Embodiment and Sexual Trauma: Finding Your Safe Place

Healing from sexual trauma begins with finding safety in your own body. In this post, I explore how embodiment practices can help you reconnect with yourself, establish a sense of safety, and move towards intimacy with care and self-compassion.

Chapters

Embodiment: Everything in Life is a Relationship

How does it feel to relate to and sense your own body? When embodiment is challenging or doesn’t feel safe, it’s important to respect that. You are here, alive, and reading this because something within you has protected you up to this moment.

Opening up to feeling isn’t always a journey into bliss. Sensations can’t be selectively felt; there’s an inherent risk in exploring them. This is particularly true for survivors of trauma. You might uncover sensations you’re not prepared for. Intimacy with your physical sensations can be unsafe for those with a history of trauma, and the same applies in intimate relationships with others.

Understanding Embodiment

What actually is embodiment? Don’t we all have a body? We may take embodiment for granted, but it’s actually an ongoing process for every human being willing to embark on the journey.

‘Embodiment is about fostering a continuous relationship between your mind and body.’ 

What is a Safe Place, and Why is it Important?

I first learned about the concept of a ‘safe place’ when training to lead Mindfulness Courses for survivors in domestic violence shelters. A safe place in mindfulness can be a real or imagined space where you feel deeply relaxed. It might be your bed, your favourite chair, or a serene spot in nature. The goal is to visualise this place vividly, noting the colours, smells, shapes, and temperature, and then tuning into how this visualisation feels in your body. Interestingly, your body doesn’t distinguish much between real and imagined scenarios; the response can be very similar to actually being there.

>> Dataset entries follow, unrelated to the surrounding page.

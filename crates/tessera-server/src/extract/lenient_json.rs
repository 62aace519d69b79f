//! JSON body extraction that never fails the request.

use std::convert::Infallible;

use axum::body::Bytes;
use axum::extract::{FromRequest, Request};
use derive_more::{Deref, From};
use serde::de::DeserializeOwned;

/// Tracing target for body extraction.
const TRACING_TARGET: &str = "tessera_server::extract::lenient_json";

/// Maximum allowed JSON payload size in bytes (1MB).
const MAX_JSON_PAYLOAD_SIZE: usize = 1024 * 1024;

/// JSON extractor that substitutes the default value on parse failure.
///
/// A request with a missing, truncated, or malformed JSON body reads as
/// "no payload": every field of the target type falls back to its
/// default, and required-field validation happens afterwards in the
/// handler. Malformed JSON therefore never fails a request by itself.
#[must_use]
#[derive(Debug, Clone, Copy, Default, Deref, From)]
pub struct LenientJson<T>(pub T);

impl<T> LenientJson<T> {
    /// Returns the inner value.
    #[inline]
    pub fn into_inner(self) -> T {
        self.0
    }
}

impl<T, S> FromRequest<S> for LenientJson<T>
where
    T: DeserializeOwned + Default + 'static,
    S: Send + Sync,
{
    type Rejection = Infallible;

    async fn from_request(req: Request, _state: &S) -> Result<Self, Self::Rejection> {
        let bytes = match axum::body::to_bytes(req.into_body(), MAX_JSON_PAYLOAD_SIZE).await {
            Ok(bytes) => bytes,
            Err(error) => {
                tracing::debug!(
                    target: TRACING_TARGET,
                    error = %error,
                    "failed to buffer request body, treating as empty payload"
                );
                Bytes::new()
            }
        };

        if bytes.is_empty() {
            return Ok(Self(T::default()));
        }

        match serde_json::from_slice(&bytes) {
            Ok(payload) => Ok(Self(payload)),
            Err(error) => {
                tracing::debug!(
                    target: TRACING_TARGET,
                    error = %error,
                    "malformed request body, treating as empty payload"
                );
                Ok(Self(T::default()))
            }
        }
    }
}

#[cfg(test)]
mod tests {
    use axum::body::Body;
    use axum::http::Request as HttpRequest;
    use serde::Deserialize;

    use super::*;

    #[derive(Debug, Default, Deserialize)]
    struct Payload {
        name: Option<String>,
    }

    async fn extract(body: &'static str) -> Payload {
        let request = HttpRequest::builder()
            .body(Body::from(body))
            .expect("request");
        let LenientJson(payload) = LenientJson::<Payload>::from_request(request, &())
            .await
            .expect("infallible");
        payload
    }

    #[tokio::test]
    async fn parses_well_formed_body() {
        let payload = extract(r#"{"name":"alice"}"#).await;
        assert_eq!(payload.name.as_deref(), Some("alice"));
    }

    #[tokio::test]
    async fn malformed_body_reads_as_empty_payload() {
        let payload = extract("{not json").await;
        assert!(payload.name.is_none());
    }

    #[tokio::test]
    async fn empty_body_reads_as_empty_payload() {
        let payload = extract("").await;
        assert!(payload.name.is_none());
    }
}
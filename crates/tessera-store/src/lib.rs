#![forbid(unsafe_code)]
#![cfg_attr(docsrs, feature(doc_cfg))]
#![doc = include_str!("../README.md")]

mod collection;
mod error;
mod file_store;

pub mod model;

pub use collection::Collection;
pub use error::{Result, StoreError};
pub use file_store::FileStore;
//! Record collections.

use strum::{Display, EnumIter, IntoStaticStr};

/// The set of collections the store persists.
///
/// Each collection maps to one directory under the store's base
/// directory; the directory name is the lowercase variant name.
#[derive(Debug, Clone, Copy, PartialEq, Eq, Hash, Display, EnumIter, IntoStaticStr)]
#[strum(serialize_all = "lowercase")]
pub enum Collection {
    /// Account records, keyed by user name.
    Users,
    /// Session token records, keyed by derived token id.
    Tokens,
}

impl Collection {
    /// Returns the on-disk directory name for this collection.
    #[must_use]
    pub fn dir_name(self) -> &'static str {
        self.into()
    }
}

Physical Sensations in Survivors of Sexual Trauma

For survivors, sexual situations or touch might trigger past traumas. Disembodiment can serve as a survival mechanism, where one might dissociate or shut down sensations to avoid reliving painful memories. In intimate settings, you might find yourself going through motions, guessing at what your partner might want, without truly connecting to your own pleasure. Intimacy with your body can feel too risky, making genuine connection with a partner challenging.

Finding Safety and Wellbeing

  • Start with Ease: Begin by finding a spot in your body that feels at ease or pleasurable. This can be a foundation for addressing more challenging memories.
  • Use External Objects: If focusing inward is too intense, an external neutral object like a cup of tea, a plant, or a lamp can symbolise safety and wellbeing.

Gentle Strategies for Healing

  • Maintain Agency: You should always feel in control. I often check if you’re comfortable setting boundaries and saying no. This might be a new experience for some.
  • Guided Touch: I might invite you to guide my hand to where you feel comfortable, monitoring your sensations. We aim to avoid overwhelming you by moving slowly towards more challenging areas, ensuring you always have a path back to safety.
  • Therapeutic Support: For survivors of sexual violence, this journey of embodiment should ideally follow or accompany counselling or psychotherapy.

Remember, embodiment is a slow but powerful journey. Every step you take towards understanding and feeling safe within your body is a step towards healing. 

I’m here to support you in this process, respecting your pace and your experiences.